The Blind Pig / O’Malley’s in the Alley: Located just five minutes from the Cincinnati Reds Stadium, The Blind Pig (connected to the bar O’Malley’s in the Alley) is a self-designated “modern speakeasy” that offers an outdoor patio where you can enjoy jumbo wings, tacos, and flatbreads along with craft beers and cocktails. The seating area offers some nice views of the Queen City and the Ohio River that you can enjoy with your food and drinks.
Dixie Terminal: A set of buildings that were completed in 1921 and served as a streetcar terminal, stock exchange, and office building in the city’s downtown business district. Today the terminal is no longer in use but it offers some beautiful architecture inside the terminal to observe and walk through.
Contemporary Arts Center: A non-collecting museum that features new pieces of work in sculpture, painting, photography, drawings, architecture, performance art and media.
Sotto: A basement dining spot with an austere brick-&-wood interior that serves some of the best Italian dishes that you can find anywhere in the city.
Nada: A Mexican restaurant that offers both indoor and outdoor seating and is one of the most popular places to grab tacos in the city. Their menu has an impressive variety of meats that you can add to your tacos including grilled mahi, carne asada, baja fish, pork belly, and more. Along with their variety of dishes, they offer several different margaritas and cocktails, which nicely complement the tacos.

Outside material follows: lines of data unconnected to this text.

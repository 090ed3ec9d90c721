//! # vfprint
//!
//! Simulated image fingerprint device and the async driver that exercises
//! it, for testing a fingerprint stack without hardware.
//!
//! ## Features
//!
//! - Virtual hardware speaking a small framed protocol over a Unix socket
//! - Capture, multi-stage enroll (including print updates), verify and identify
//! - Cancellation, busy detection and finger status tracking
//! - Pluggable matching engine
//!
//! ## Quick Start
//!
//! ```no_run
//! use vfprint::{CancellationToken, Device, DeviceConfig, Finger, Image, Print, VirtualHardware};
//!
//! #[tokio::main]
//! async fn main() -> anyhow::Result<()> {
//!     let hardware = VirtualHardware::bind("/tmp/vfprint.sock")?;
//!     let device = Device::new(DeviceConfig::new(hardware.path()));
//!
//!     device.open().await?;
//!     let mut link = hardware.accept().await?;
//!
//!     let scan = Image::new(64, 64, (0..64 * 64).map(|i| (i % 200) as u8).collect::<Vec<_>>())?;
//!     let template = Print::builder(device.info()).finger(Finger::LeftThumb).build();
//!
//!     let cancel = CancellationToken::new();
//!     let enroll = device.enroll(template, &cancel, |p| {
//!         println!("stage {}/{}", p.stage, p.nr_stages);
//!     });
//!     let feed = async {
//!         for _ in 0..device.nr_enroll_stages() {
//!             link.send_image(scan.clone()).await?;
//!         }
//!         Ok::<_, vfprint::ChannelError>(())
//!     };
//!
//!     let (print, fed) = tokio::join!(enroll, feed);
//!     fed?;
//!     println!("Enrolled {}", print?);
//!
//!     device.close().await?;
//!     Ok(())
//! }
//! ```

pub mod config;
pub mod device;
pub mod error;
pub mod matcher;
pub mod scheduler;

// Re-exports
pub use config::DeviceConfig;
pub use device::{Device, EnrollProgress, IdentifyOutcome, VerifyOutcome};
pub use error::{DriverError, Error, Result};
pub use matcher::{GridMatcher, MatchEngine, MatchError};
pub use scheduler::Scheduler;
pub use tokio_util::sync::CancellationToken;

// Re-export protocol, transport and value types
pub use vfprint_core::{Action, DeviceErrorCode, RetryCode, VirtualFrame};
pub use vfprint_transport::{
    Error as ChannelError, HardwareLink, MockHandle, MockTransport, Transport, UnixTransport,
    VirtualHardware,
};
pub use vfprint_types::{
    BitmapSource, DeviceFeature, DeviceInfo, Finger, FingerStatusFlags, Image, MatchPayload,
    Print, ScanType,
};
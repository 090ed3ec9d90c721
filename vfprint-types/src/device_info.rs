//! Device information structures

use std::fmt;

use crate::flags::DeviceFeature;

/// How the sensor acquires a print
#[derive(Debug, Clone, Copy, PartialEq, Eq, Default)]
pub enum ScanType {
    /// Finger is placed on the sensor
    #[default]
    Press,
    /// Finger is swiped across the sensor
    Swipe,
}

/// Static device information
#[derive(Debug, Clone, PartialEq, Eq)]
pub struct DeviceInfo {
    /// Identifier of the driver handling the device
    pub driver: String,

    /// Identifier of this device instance
    pub device_id: String,

    /// Human readable device name
    pub name: String,

    /// Advertised capabilities
    pub features: DeviceFeature,

    /// Number of captures needed to enroll a print
    pub nr_enroll_stages: u32,

    pub scan_type: ScanType,
}

impl DeviceInfo {
    pub fn new(
        driver: impl Into<String>,
        device_id: impl Into<String>,
        features: DeviceFeature,
    ) -> Self {
        Self {
            driver: driver.into(),
            device_id: device_id.into(),
            name: String::new(),
            features,
            nr_enroll_stages: 1,
            scan_type: ScanType::Press,
        }
    }

    pub fn with_name(mut self, name: impl Into<String>) -> Self {
        self.name = name.into();
        self
    }

    pub fn with_enroll_stages(mut self, stages: u32) -> Self {
        self.nr_enroll_stages = stages;
        self
    }

    pub fn with_scan_type(mut self, scan_type: ScanType) -> Self {
        self.scan_type = scan_type;
        self
    }

    /// Check whether any of the given features is advertised
    pub fn has_feature(&self, feature: DeviceFeature) -> bool {
        self.features.intersects(feature)
    }
}

impl fmt::Display for DeviceInfo {
    fn fmt(&self, f: &mut fmt::Formatter<'_>) -> fmt::Result {
        write!(f, "Device[{}/{}: {}]", self.driver, self.device_id, self.name)
    }
}
//! # vfprint-core
//!
//! Wire protocol for the virtual fingerprint device.
//!
//! This crate provides the low-level protocol primitives:
//! - Frame structure and header classification
//! - Streaming frame codec
//! - Retry and device error codes
//! - Driver session state
//! - Protocol constants

pub mod codec;
pub mod codes;
pub mod constants;
pub mod error;
pub mod frame;
pub mod session;

pub use codec::FrameCodec;
pub use codes::{DeviceErrorCode, RetryCode};
pub use error::{Error, Result};
pub use frame::{FrameHeader, VirtualFrame};
pub use session::{Action, ActionGuard, Session, SessionState};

Taqueria Mercado: Another excellent place to stop for some tacos and margaritas. Our personal favorite is the barbacoa taco, but be sure to try the fried pork and shredded chicken as well if you get the chance. Along with their amazing dishes, the service is fast, friendly and efficient. The interior is also spacious so it’s usually not a problem getting a seat even when it’s busy.
The Mercantile Library: A true hidden gem in the Downtown area, The Mercantile Library is a library located on the 11th floor of The Mercantile Library Building and is one of only a handful of surviving membership libraries in the United States. Check out their Instagram to see what the library looks like on the inside.

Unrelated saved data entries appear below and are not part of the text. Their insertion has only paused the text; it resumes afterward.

//! Shared harness for the virtual image device tests

#![allow(dead_code)]

use std::time::Duration;

use chrono::NaiveDate;
use tempfile::TempDir;
use tokio::sync::mpsc;
use tokio::task::JoinHandle;
use vfprint::{
    BitmapSource, CancellationToken, Device, DeviceConfig, EnrollProgress, Finger,
    FingerStatusFlags, HardwareLink, Image, Print, VirtualHardware,
};

pub const WAIT: Duration = Duration::from_secs(5);

const SCAN_SIZE: u32 = 62;

/// Generated stand-ins for the reference print bitmaps
///
/// Dimensions are padded to multiples of four with white pixels, the way
/// scanned bitmaps are prepared for the device.
pub struct SyntheticPrints;

impl SyntheticPrints {
    fn whorl() -> Vec<u8> {
        let c = SCAN_SIZE as i64 / 2;
        (0..SCAN_SIZE as i64 * SCAN_SIZE as i64)
            .map(|i| {
                let (x, y) = (i % SCAN_SIZE as i64 - c, i / SCAN_SIZE as i64 - c);
                let r = ((x * x + y * y) as f64).sqrt() as i64;
                if (r / 8) % 2 == 0 { 220 } else { 40 }
            })
            .collect()
    }

    fn tented_arch() -> Vec<u8> {
        (0..SCAN_SIZE * SCAN_SIZE)
            .map(|i| ((i / SCAN_SIZE) * 4) as u8)
            .collect()
    }
}

impl BitmapSource for SyntheticPrints {
    fn load(&self, name: &str) -> vfprint_types::Result<Image> {
        let data = match name {
            "whorl" => Self::whorl(),
            "tented_arch" => Self::tented_arch(),
            other => {
                return Err(vfprint_types::Error::Validation(format!("no print named {}", other)));
            }
        };
        Image::padded(SCAN_SIZE, SCAN_SIZE, &data, 0xFF)
    }
}

/// An open device connected to its simulated hardware
pub struct Harness {
    pub device: Device,
    pub link: HardwareLink,
    pub hardware: VirtualHardware,
    pub prints: SyntheticPrints,
    _dir: TempDir,
}

impl Harness {
    pub async fn start() -> Self {
        Self::start_with(|config| config).await
    }

    pub async fn start_with(configure: impl FnOnce(DeviceConfig) -> DeviceConfig) -> Self {
        let dir = tempfile::Builder::new().prefix("vfprint-").tempdir().unwrap();
        let hardware = VirtualHardware::bind(dir.path().join("virtual-image.socket")).unwrap();
        let device = Device::new(configure(DeviceConfig::new(hardware.path())));

        device.open().await.unwrap();
        let link = hardware.accept().await.unwrap();

        Self {
            device,
            link,
            hardware,
            prints: SyntheticPrints,
            _dir: dir,
        }
    }

    pub fn image(&self, name: &str) -> Image {
        self.prints.load(name).unwrap()
    }

    pub async fn send_image(&mut self, name: &str) {
        let image = self.image(name);
        self.link.send_image(image).await.unwrap();
    }

    /// Wait until the device asks for a finger
    pub async fn wait_needed(&self) {
        self.device
            .wait_for_finger_status(FingerStatusFlags::NEEDED, WAIT)
            .await
            .unwrap();
    }

    /// Wait until the finger status is exactly `status`
    pub async fn wait_status(&self, status: FingerStatusFlags) {
        let mut rx = self.device.finger_status_watch();
        tokio::time::timeout(WAIT, rx.wait_for(|current| *current == status))
            .await
            .unwrap_or_else(|_| panic!("finger status never became {}", status))
            .unwrap();
    }

    pub fn template(&self) -> Print {
        Print::builder(self.device.info())
            .finger(Finger::LeftThumb)
            .username("testuser")
            .description("test print")
            .enroll_date(enroll_date())
            .build()
    }

    pub fn spawn_verify(
        &self,
        print: &Print,
    ) -> JoinHandle<vfprint::Result<vfprint::VerifyOutcome>> {
        let device = self.device.clone();
        let print = print.clone();
        tokio::spawn(async move { device.verify(&print, &CancellationToken::new()).await })
    }

    pub fn spawn_identify(
        &self,
        gallery: &[Print],
    ) -> JoinHandle<vfprint::Result<vfprint::IdentifyOutcome>> {
        let device = self.device.clone();
        let gallery = gallery.to_vec();
        tokio::spawn(async move { device.identify(&gallery, &CancellationToken::new()).await })
    }

    /// Enroll `name`, walking the finger through both reporting modes
    ///
    /// Passing a `template` that already holds matching data updates it.
    pub async fn enroll_print(&mut self, name: &str, template: Option<Print>) -> Print {
        let template = template.unwrap_or_else(|| self.template());
        let nr_stages = self.device.nr_enroll_stages();
        assert!(nr_stages >= 3, "the finger walk needs at least three stages");
        assert_eq!(self.device.finger_status(), FingerStatusFlags::NONE);

        let (progress_tx, mut progress) = mpsc::unbounded_channel::<EnrollProgress>();
        let task = tokio::spawn({
            let device = self.device.clone();
            async move {
                device
                    .enroll(template, &CancellationToken::new(), move |p| {
                        let _ = progress_tx.send(p);
                    })
                    .await
            }
        });

        self.wait_needed().await;
        self.send_image(name).await;
        assert_eq!(next_stage(&mut progress).await, 1);

        // Finger removal decoupled from the end of the scan
        self.link.send_finger_automatic(false).await.unwrap();
        self.wait_status(FingerStatusFlags::NEEDED).await;
        self.link.send_finger_report(true).await.unwrap();
        self.wait_status(FingerStatusFlags::NEEDED | FingerStatusFlags::PRESENT).await;
        self.send_image(name).await;
        assert_eq!(next_stage(&mut progress).await, 2);
        self.link.send_finger_report(false).await.unwrap();
        self.wait_status(FingerStatusFlags::NEEDED).await;

        self.link.send_finger_automatic(true).await.unwrap();
        for stage in 3..=nr_stages {
            self.send_image(name).await;
            assert_eq!(next_stage(&mut progress).await, stage);
            if stage < nr_stages {
                assert_eq!(self.device.finger_status(), FingerStatusFlags::NEEDED);
            }
        }

        let print = task.await.unwrap().unwrap();
        assert_eq!(self.device.finger_status(), FingerStatusFlags::NONE);
        assert_eq!(print.driver(), self.device.driver());
        assert_eq!(print.device_id(), self.device.device_id());
        assert_eq!(
            print.device_stored(),
            self.device.has_feature(vfprint::DeviceFeature::STORAGE)
        );
        assert!(print.image().is_none());
        print
    }
}

async fn next_stage(progress: &mut mpsc::UnboundedReceiver<EnrollProgress>) -> u32 {
    tokio::time::timeout(WAIT, progress.recv())
        .await
        .expect("enroll progress")
        .expect("enroll progress channel")
        .stage
}

pub fn enroll_date() -> NaiveDate {
    NaiveDate::from_ymd_opt(2024, 3, 14).unwrap()
}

Arnold’s Bar and Grill: The oldest continuously operated bar in Cincinnati, and one that locals absolutely love. It offers a classic bar vibe with friendly staff, a great selection of drafts, and a good kitchen menu that’s open late.
Jeff Ruby’s Steakhouse: An upscale steakhouse that offers some of the best food and service that you can find anywhere in the city. This is a perfect place to check out for special occasions like anniversaries or special birthday parties.

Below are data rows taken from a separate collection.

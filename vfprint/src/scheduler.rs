//! Single-threaded event loop owning all driver work
//!
//! Device operations suspend only at frame and timer waits, so one
//! current-thread runtime drives any number of devices and harnesses.

use std::future::Future;
use std::time::Duration;

use tokio::runtime::{Builder, Runtime};
use tokio::task::{JoinHandle, LocalSet};
use tracing::debug;

use crate::error::Result;

/// Explicitly owned scheduler
///
/// # Examples
///
/// ```
/// use vfprint::Scheduler;
///
/// let mut scheduler = Scheduler::new().unwrap();
/// let task = scheduler.spawn(async { 40 + 2 });
/// assert_eq!(scheduler.block_on(task).unwrap(), 42);
/// scheduler.run_until_idle();
/// scheduler.shutdown();
/// ```
pub struct Scheduler {
    runtime: Runtime,
    local: LocalSet,
}

impl Scheduler {
    /// Build a current-thread runtime with I/O and timers enabled
    pub fn new() -> Result<Self> {
        let runtime = Builder::new_current_thread().enable_all().build()?;
        debug!("Scheduler started");
        Ok(Self {
            runtime,
            local: LocalSet::new(),
        })
    }

    /// Drive the loop until `future` completes
    pub fn block_on<F: Future>(&self, future: F) -> F::Output {
        self.local.block_on(&self.runtime, future)
    }

    /// Queue a task on the loop; it runs whenever the loop is driven
    pub fn spawn<F>(&self, future: F) -> JoinHandle<F::Output>
    where
        F: Future + 'static,
        F::Output: 'static,
    {
        self.local.spawn_local(future)
    }

    /// Drive the loop until every spawned task has finished
    pub fn run_until_idle(&mut self) {
        let local = std::mem::take(&mut self.local);
        self.runtime.block_on(local);
    }

    /// Tear down the loop, dropping unfinished tasks
    pub fn shutdown(self) {
        let Self { runtime, local } = self;
        drop(local);
        runtime.shutdown_timeout(Duration::from_millis(100));
        debug!("Scheduler stopped");
    }
}
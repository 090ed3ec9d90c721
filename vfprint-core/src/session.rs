//! Driver session state
//!
//! A session tracks the live association between an open device and its
//! channel:
//! - Open/closed state
//! - The outstanding operation (at most one at a time)
//! - Finger status, published through a watch channel
//! - Automatic finger reporting mode
//! - System suspend, during which nothing may start

use std::fmt;
use std::sync::atomic::{AtomicBool, Ordering};
use std::sync::Arc;

use tokio::sync::watch;
use tracing::{debug, warn};
use vfprint_types::FingerStatusFlags;

use crate::error::{Error, Result};

/// Session state
#[derive(Debug, Clone, Copy, PartialEq, Eq)]
pub enum SessionState {
    /// No channel
    Closed,

    /// Channel established, operations accepted
    Open,
}

/// Operation kind currently outstanding on the session
#[derive(Debug, Clone, Copy, PartialEq, Eq, Default)]
pub enum Action {
    #[default]
    None,
    Open,
    Close,
    Capture,
    /// Enrollment, with the 1-based stage being captured
    Enroll {
        stage: u32,
    },
    Verify,
    Identify,
}

impl Action {
    /// Check if this is a capture, enroll, verify or identify operation
    pub fn is_capture_family(self) -> bool {
        matches!(
            self,
            Self::Capture | Self::Enroll { .. } | Self::Verify | Self::Identify
        )
    }
}

impl fmt::Display for Action {
    fn fmt(&self, f: &mut fmt::Formatter<'_>) -> fmt::Result {
        match self {
            Self::None => write!(f, "none"),
            Self::Open => write!(f, "open"),
            Self::Close => write!(f, "close"),
            Self::Capture => write!(f, "capture"),
            Self::Enroll { stage } => write!(f, "enroll (stage {})", stage),
            Self::Verify => write!(f, "verify"),
            Self::Identify => write!(f, "identify"),
        }
    }
}

#[derive(Debug)]
struct Slots {
    state: SessionState,
    action: Action,
}

/// Session manager
///
/// Thread-safe and can be cloned cheaply (Arc internally).
#[derive(Debug, Clone)]
pub struct Session {
    inner: Arc<SessionInner>,
}

#[derive(Debug)]
struct SessionInner {
    slots: parking_lot::RwLock<Slots>,

    finger_status: watch::Sender<FingerStatusFlags>,

    /// Written only while holding `slots`
    suspended: watch::Sender<bool>,

    /// Implicit PRESENT/removal around image frames
    automatic: AtomicBool,
}

impl Session {
    /// Create a new closed session
    pub fn new() -> Self {
        let (finger_status, _) = watch::channel(FingerStatusFlags::NONE);
        let (suspended, _) = watch::channel(false);
        Self {
            inner: Arc::new(SessionInner {
                slots: parking_lot::RwLock::new(Slots {
                    state: SessionState::Closed,
                    action: Action::None,
                }),
                finger_status,
                suspended,
                automatic: AtomicBool::new(true),
            }),
        }
    }

    /// Get current state
    pub fn state(&self) -> SessionState {
        self.inner.slots.read().state
    }

    pub fn is_open(&self) -> bool {
        self.state() == SessionState::Open
    }

    /// Get the outstanding operation
    pub fn action(&self) -> Action {
        self.inner.slots.read().action
    }

    /// Check if any operation is outstanding
    pub fn is_busy(&self) -> bool {
        self.action() != Action::None
    }

    /// Start opening the session
    ///
    /// Fails with `Busy` while another operation is outstanding, with
    /// `Suspended` while suspended and with `AlreadyOpen` if the session is
    /// open.
    pub fn begin_open(&self) -> Result<ActionGuard> {
        let mut slots = self.inner.slots.write();
        if slots.action != Action::None {
            return Err(Error::Busy(slots.action));
        }
        if self.is_suspended() {
            return Err(Error::Suspended);
        }
        if slots.state == SessionState::Open {
            return Err(Error::AlreadyOpen);
        }
        slots.action = Action::Open;
        Ok(ActionGuard::new(self.clone()))
    }

    /// Start closing the session
    pub fn begin_close(&self) -> Result<ActionGuard> {
        self.begin_with(Action::Close)
    }

    /// Start a capture-family operation
    ///
    /// The returned guard resets the action and finger status when dropped,
    /// on every exit path of the operation.
    pub fn begin(&self, action: Action) -> Result<ActionGuard> {
        debug_assert!(action.is_capture_family());
        self.begin_with(action)
    }

    fn begin_with(&self, action: Action) -> Result<ActionGuard> {
        let mut slots = self.inner.slots.write();
        if slots.action != Action::None {
            return Err(Error::Busy(slots.action));
        }
        if self.is_suspended() {
            return Err(Error::Suspended);
        }
        if slots.state != SessionState::Open {
            return Err(Error::NotOpen);
        }
        slots.action = action;
        Ok(ActionGuard::new(self.clone()))
    }

    pub fn is_suspended(&self) -> bool {
        *self.inner.suspended.borrow()
    }

    /// Receiver notified when the session is suspended or resumed
    pub fn subscribe_suspended(&self) -> watch::Receiver<bool> {
        self.inner.suspended.subscribe()
    }

    /// Enter suspend; returns the operation that must now be abandoned
    pub fn suspend(&self) -> Result<Action> {
        let slots = self.inner.slots.write();
        if self.is_suspended() {
            return Err(Error::Suspended);
        }
        self.inner.suspended.send_replace(true);
        debug!("Session suspended ({} outstanding)", slots.action);
        Ok(slots.action)
    }

    /// Leave suspend
    pub fn resume(&self) -> Result<()> {
        let _slots = self.inner.slots.write();
        if !self.is_suspended() {
            return Err(Error::NotSuspended);
        }
        self.inner.suspended.send_replace(false);
        debug!("Session resumed");
        Ok(())
    }

    /// Mark the session open; resets automatic finger reporting
    pub fn set_open(&self) {
        self.inner.slots.write().state = SessionState::Open;
        self.inner.automatic.store(true, Ordering::Release);
        self.report_finger_status(FingerStatusFlags::NONE);
    }

    /// Mark the session closed
    pub fn set_closed(&self) {
        self.inner.slots.write().state = SessionState::Closed;
        self.report_finger_status(FingerStatusFlags::NONE);
    }

    /// Update the stage of an outstanding enrollment
    pub fn set_enroll_stage(&self, stage: u32) -> Result<()> {
        let mut slots = self.inner.slots.write();
        match slots.action {
            Action::Enroll { .. } => {
                slots.action = Action::Enroll { stage };
                Ok(())
            }
            other => Err(Error::Busy(other)),
        }
    }

    /// Get current finger status
    pub fn finger_status(&self) -> FingerStatusFlags {
        *self.inner.finger_status.borrow()
    }

    /// Subscribe to finger status changes
    pub fn subscribe(&self) -> watch::Receiver<FingerStatusFlags> {
        self.inner.finger_status.subscribe()
    }

    /// Publish a new finger status
    ///
    /// PRESENT without NEEDED is dropped, since presence only means
    /// something while a finger is awaited.
    pub fn report_finger_status(&self, status: FingerStatusFlags) {
        let mut status = status;
        if !status.is_consistent() {
            warn!("Dropping PRESENT from finger status {} without NEEDED", status);
            status.remove(FingerStatusFlags::PRESENT);
        }

        self.inner.finger_status.send_if_modified(|current| {
            if *current == status {
                return false;
            }
            debug!("Finger status {} -> {}", current, status);
            *current = status;
            true
        });
    }

    /// Set or clear NEEDED
    ///
    /// Clearing NEEDED also clears PRESENT.
    pub fn set_finger_needed(&self, needed: bool) {
        let status = if needed {
            self.finger_status() | FingerStatusFlags::NEEDED
        } else {
            FingerStatusFlags::NONE
        };
        self.report_finger_status(status);
    }

    /// Set or clear PRESENT; ignored while no finger is needed
    pub fn set_finger_present(&self, present: bool) {
        let current = self.finger_status();
        if !current.contains(FingerStatusFlags::NEEDED) {
            debug!("Ignoring finger report ({}) while no finger is needed", present);
            return;
        }
        let mut status = current;
        status.set(FingerStatusFlags::PRESENT, present);
        self.report_finger_status(status);
    }

    /// Check if finger presence is inferred from image frames
    pub fn is_automatic(&self) -> bool {
        self.inner.automatic.load(Ordering::Acquire)
    }

    pub fn set_automatic(&self, automatic: bool) {
        debug!("Automatic finger reporting {}", if automatic { "enabled" } else { "disabled" });
        self.inner.automatic.store(automatic, Ordering::Release);
    }
}

impl Default for Session {
    fn default() -> Self {
        Self::new()
    }
}

/// Ownership of the session's single operation slot
///
/// Dropping the guard marks the session idle and clears the finger status.
#[derive(Debug)]
#[must_use = "the operation ends when the guard is dropped"]
pub struct ActionGuard {
    session: Session,
}

impl ActionGuard {
    fn new(session: Session) -> Self {
        Self { session }
    }

    pub fn action(&self) -> Action {
        self.session.action()
    }
}

impl Drop for ActionGuard {
    fn drop(&mut self) {
        self.session.report_finger_status(FingerStatusFlags::NONE);
        self.session.inner.slots.write().action = Action::None;
    }
}
//! Protocol constants

/// Size of a frame header: two native-endian i32 values
pub const HEADER_SIZE: usize = 8;

/// Largest accepted image (pixels); bigger headers are protocol violations
pub const MAX_IMAGE_PIXELS: usize = 16 * 1024 * 1024;

/// Control frame sentinels (first header integer)
pub mod sentinels {
    /// Retry frame, second integer is a retry code
    pub const RETRY: i32 = -1;

    /// Error frame, second integer is a device error code
    pub const ERROR: i32 = -2;

    /// Automatic finger reporting on (1) or off (0)
    pub const FINGER_AUTOMATIC: i32 = -3;

    /// Finger present (1) or removed (0)
    pub const FINGER_REPORT: i32 = -4;
}

/// Environment variables used to configure the virtual device
pub mod env {
    /// Path of the Unix socket shared by driver and simulated hardware
    pub const VIRTUAL_IMAGE: &str = "FP_VIRTUAL_IMAGE";
}

/// Default connect timeout (milliseconds)
pub const DEFAULT_CONNECT_TIMEOUT_MS: u64 = 5000;

/// Enrollment stages of the reference virtual device
pub const DEFAULT_ENROLL_STAGES: u32 = 5;

/// Driver identifier of the virtual image device
pub const VIRTUAL_IMAGE_DRIVER: &str = "virtual_image";

/// Display name of the virtual image device
pub const VIRTUAL_IMAGE_NAME: &str = "Virtual image device for debugging";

The View at Shires’ Garden: An upscale restaurant with a rooftop bar that offers incredible views of the city along with a wide selection of craft beers, wines, and American-based dishes.
Top of the Park: A spacious rooftop bar that offers some incredible views of the city that can be enjoyed with a variety of craft beers, cocktails, and delicious handmade tapas
Getting Around Downtown
There are a few different ways to get around the Downtown area:
Car: The most obvious way to get around the city is via car. There is street parking nearly everywhere in the city and several parking garages sprinkled throughout the Downtown area.
Walk: Downtown Cincinnati is highly walkable. You can easily walk all the way from the Banks to Over-The-Rhine and anywhere in between.
Electric Scooters: There are several different scooter brands around the city like Bird and Lime that you can use to navigate through the city if you have their corresponding apps.
Cincy Red Bike: Cincy Red Bike is Cincinnati’s bike sharing program. Check out their website for details and a map with over 50 bike rental locations throughout downtown, Over-the-Rhine, Clifton, and in Kentucky in Covington, Bellevue and Newport. Check out www.oki.org to see the bike routes.
Metro Bus: Metro is Cincinnati’s fixed route bus service. Check out go-metro.com to view routes and fares.
Streetcar System: The Cincinnati Bell Connector, the city’s streetcar system, connects The Banks to Over-the-Rhine, through the Central Business District. There are a total of 18 stops along the 3.6-mile route. Check out the route and station stops here.